The UC Davis Humanities Institute and Human Rights Studies Program inaugurated the UC Davis Human Rights Film Festival in fall 2017, in partnership with Human Rights Watch (HRW). The three-day festival brings a selection of HRW films to Davis and Sacramento with Q&A sessions with filmmakers and scholars. Human Rights Watch currently screens its Human Rights Film Festival in over 20 cities around the world, including Amsterdam, London, New York, and Sydney. The selected films bear powerful and moving witness to human rights issues both locally and globally and will inspire our community with the knowledge and commitments that can make a difference.

 

Upcoming Season


11/2/18
This is Congo | website | trailer
6PM Manetti Shrem Museum
A whistleblower, a patriotic military commander, a mineral dealer, and a displaced tailor share a glimpse of life amid Africa’s longest continuing conflict.

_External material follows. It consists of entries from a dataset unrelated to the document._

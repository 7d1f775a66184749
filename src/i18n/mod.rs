//! Internationalization (i18n) module.
//!
//! All locale-related logic lives here: the supported-locale registry, the
//! startup locale resolver, the embedded message catalogs and the
//! persisted-preference port.
//!
//! # Architecture
//!
//! - `registry`: Single source of truth for supported locales and their metadata
//! - `locale`: Validated `LocaleCode` type
//! - `resolver`: Persisted preference → browser tags → default resolution
//! - `catalog`: Embedded nested message tables with fallback lookup
//! - `preference`: Get/set string port for the saved locale choice
//! - `validator`: Catalog consistency checks
//! - `metrics`: Resolution and lookup counters
//!
//! # Example
//!
//! ```rust
//! use memorial_site::i18n::{LocaleCode, LocaleResolver, MemoryPreferenceStore, MessageCatalog};
//!
//! let catalog = MessageCatalog::embedded().unwrap();
//! let resolver = LocaleResolver::from_registry(LocaleCode::ENGLISH);
//!
//! let store = MemoryPreferenceStore::new();
//! let resolution = resolver.resolve_with(&store, Some(&["ko-KR"][..]));
//!
//! assert_eq!(catalog.translate(resolution.locale, "app.title"), "김의 추모관");
//! ```

mod catalog;
mod locale;
mod metrics;
pub mod preference;
mod registry;
mod resolver;
mod validator;

pub use catalog::{CatalogError, I18nSetup, MessageCatalog};
pub use locale::LocaleCode;
pub use metrics::{I18nMetrics, MetricsReport};
pub use preference::{CookiePreferenceStore, MemoryPreferenceStore, PreferenceStore, PREFERENCE_KEY};
pub use registry::{LocaleConfig, LocaleRegistry};
pub use resolver::{
    classify_tag, parse_accept_language, resolve, resolve_detailed, LocaleResolver, Resolution,
    ResolutionSource,
};
pub use validator::{CatalogValidator, ValidationReport};
use subtle::ConstantTimeEq;

/// Constant-time string comparison to prevent timing attacks
/// Use this for comparing admin credentials and other sensitive values
pub fn constant_time_compare(a: &str, b: &str) -> bool {
    if a.len() != b.len() {
        return false;
    }
    a.as_bytes().ct_eq(b.as_bytes()).into()
}

/// Admin login pair configured for the site.
#[derive(Clone)]
pub struct AdminCredentials {
    id: String,
    password: String,
}

impl AdminCredentials {
    pub fn new(id: impl Into<String>, password: impl Into<String>) -> Self {
        Self {
            id: id.into(),
            password: password.into(),
        }
    }

    /// Check a submitted id/password pair. Missing values never match.
    pub fn verify(&self, id: Option<&str>, password: Option<&str>) -> bool {
        let (Some(id), Some(password)) = (id, password) else {
            return false;
        };
        // Both halves are always compared.
        let id_ok = constant_time_compare(id, &self.id);
        let password_ok = constant_time_compare(password, &self.password);
        id_ok & password_ok
    }
}

impl std::fmt::Debug for AdminCredentials {
    fn fmt(&self, f: &mut std::fmt::Formatter<'_>) -> std::fmt::Result {
        f.debug_struct("AdminCredentials")
            .field("id", &self.id)
            .field("password", &"<redacted>")
            .finish()
    }
}

#[cfg(test)]
mod tests {
    use super::*;

    #[test]
    fn test_constant_time_compare() {
        assert!(constant_time_compare("secret123", "secret123"));
        assert!(!constant_time_compare("secret123", "secret124"));
        assert!(!constant_time_compare("secret123", "secret12"));
        assert!(!constant_time_compare("", "secret"));
    }

    #[test]
    fn test_verify_credentials() {
        let creds = AdminCredentials::new("keeper", "s3cret");
        assert!(creds.verify(Some("keeper"), Some("s3cret")));
        assert!(!creds.verify(Some("keeper"), Some("wrong")));
        assert!(!creds.verify(Some("other"), Some("s3cret")));
        assert!(!creds.verify(None, Some("s3cret")));
        assert!(!creds.verify(Some("keeper"), None));
    }

    #[test]
    fn test_debug_redacts_password() {
        let creds = AdminCredentials::new("keeper", "s3cret");
        let debug = format!("{:?}", creds);
        assert!(debug.contains("keeper"));
        assert!(!debug.contains("s3cret"));
    }
}
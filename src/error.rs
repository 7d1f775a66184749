use axum::{
    extract::{
        multipart::{MultipartError, MultipartRejection},
        rejection::{JsonRejection, PathRejection},
    },
    http::StatusCode,
    response::{IntoResponse, Response},
    Json,
};
use serde_json::json;
use thiserror::Error;
use tracing::error;

/// Errors surfaced by HTTP handlers.
///
/// Client errors carry their message to the response body. Server-side
/// failures are logged and reported without detail.
#[derive(Debug, Error)]
pub enum AppError {
    #[error("{0}")]
    BadRequest(String),

    #[error("{0}")]
    Unauthorized(&'static str),

    #[error("Not Found")]
    NotFound,

    #[error("Unsupported locale: '{0}'")]
    UnsupportedLocale(String),

    #[error("{}", .0.body_text())]
    InvalidJson(#[from] JsonRejection),

    #[error("{}", .0.body_text())]
    InvalidPath(#[from] PathRejection),

    #[error("{}", .0.body_text())]
    InvalidMultipart(#[from] MultipartRejection),

    #[error("{}", .0.body_text())]
    Multipart(#[from] MultipartError),

    #[error("database error: {0}")]
    Database(#[from] sqlx::Error),

    #[error("i/o error: {0}")]
    Io(#[from] std::io::Error),

    #[error(transparent)]
    Internal(#[from] anyhow::Error),
}

impl AppError {
    pub fn status(&self) -> StatusCode {
        match self {
            AppError::BadRequest(_) | AppError::UnsupportedLocale(_) => StatusCode::BAD_REQUEST,
            AppError::Unauthorized(_) => StatusCode::UNAUTHORIZED,
            AppError::NotFound => StatusCode::NOT_FOUND,
            AppError::InvalidJson(rejection) => rejection.status(),
            AppError::InvalidPath(rejection) => rejection.status(),
            AppError::InvalidMultipart(rejection) => rejection.status(),
            AppError::Multipart(e) => e.status(),
            AppError::Database(_) | AppError::Io(_) | AppError::Internal(_) => {
                StatusCode::INTERNAL_SERVER_ERROR
            }
        }
    }
}

impl IntoResponse for AppError {
    fn into_response(self) -> Response {
        let status = self.status();
        let message = if status.is_server_error() {
            error!("Request failed: {:#}", self);
            "Internal server error".to_string()
        } else {
            self.to_string()
        };

        (status, Json(json!({ "error": message }))).into_response()
    }
}

pub type AppResult<T> = Result<T, AppError>;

Over the last two decades, the Democratic Republic of Congo has seen more than 5 million conflict-related deaths, multiple changes of government, and the wholesale impoverishment of its people. This is Congo provides an immersive and unfiltered look at this lush, mineral-rich country, from the rise of Rwandan and Ugandan-backed M23 rebels in the North Kivu region of Congo in 2012 to the present day via four profoundly resilient characters. Courtesy of Dogwoof
11/3/18
The Long Season | website | trailer
1PM Ann E. Pitzer Center
In the Beqaa Valley of Lebanon lies refugee camp Majdal Anjar, where a small community of the country’s approximately 1.2 million Syrian refugees live. Award-winning director (Shape of the Moon; Position Among the Stars) Leonard Retel Helmrich spent a year-and-a-half following a handful of lively and resilient characters: a love-sick young man, eager to marry despite his elders’ sharp discouragement; a conflicted teacher, passionate about her work at the camp but under pressure to return to her husband and the dangers that await her in Syria; and a family torn apart when a husband marries a second wife. Using his renowned single shot technique, Helmrich’s incredibly intimate film captures daily life for those whose futures are postponed by war.
11/3/18
The Force | website | trailer
3:30PM Ann E. Pitzer Center
The Force presents a deep look inside the long-troubled Oakland Police Department in California as it struggles to confront federal demands for reform amid layers of inefficiency, corruption, and civil unrest after the murder of Michael Brown in Ferguson, Missouri. A young police chief, hailed as a reformer, is brought in to complete the turnaround at the very moment the #BlackLivesMatter movement emerges to demand police accountability and racial justice in Oakland and across the nation. Despite growing public distrust, the Oakland Police Department is garnering national attention as a model of police reform. But just as the department is on the verge of a breakthrough, the man charged with turning it around faces the greatest challenge of his career—one that not only threatens progress already made, but the very authority of the institution itself. U.S. Documentary Directing Award, Sundance Film Festival 2017
11/4/18
Women of the Venezuelan Chaos | website | trailer
2PM Crocker Art Museum
Embodying strength and stoicism, five Venezuelan women from diverse backgrounds each draw a portrait of their country as it suffers under the worst crisis in its history amid extreme food and medicine shortages, a broken justice system, and widespread fear. The women share what life is really like for them and their families as the truth of the country’s difficulties are repeatedly denied by the government. Featuring stunning visuals and creative soundscapes, Women of the Venezuelan Chaos presentsa uniquely beautiful country and people, who remain resilient and resourceful despite the immense challenges they face.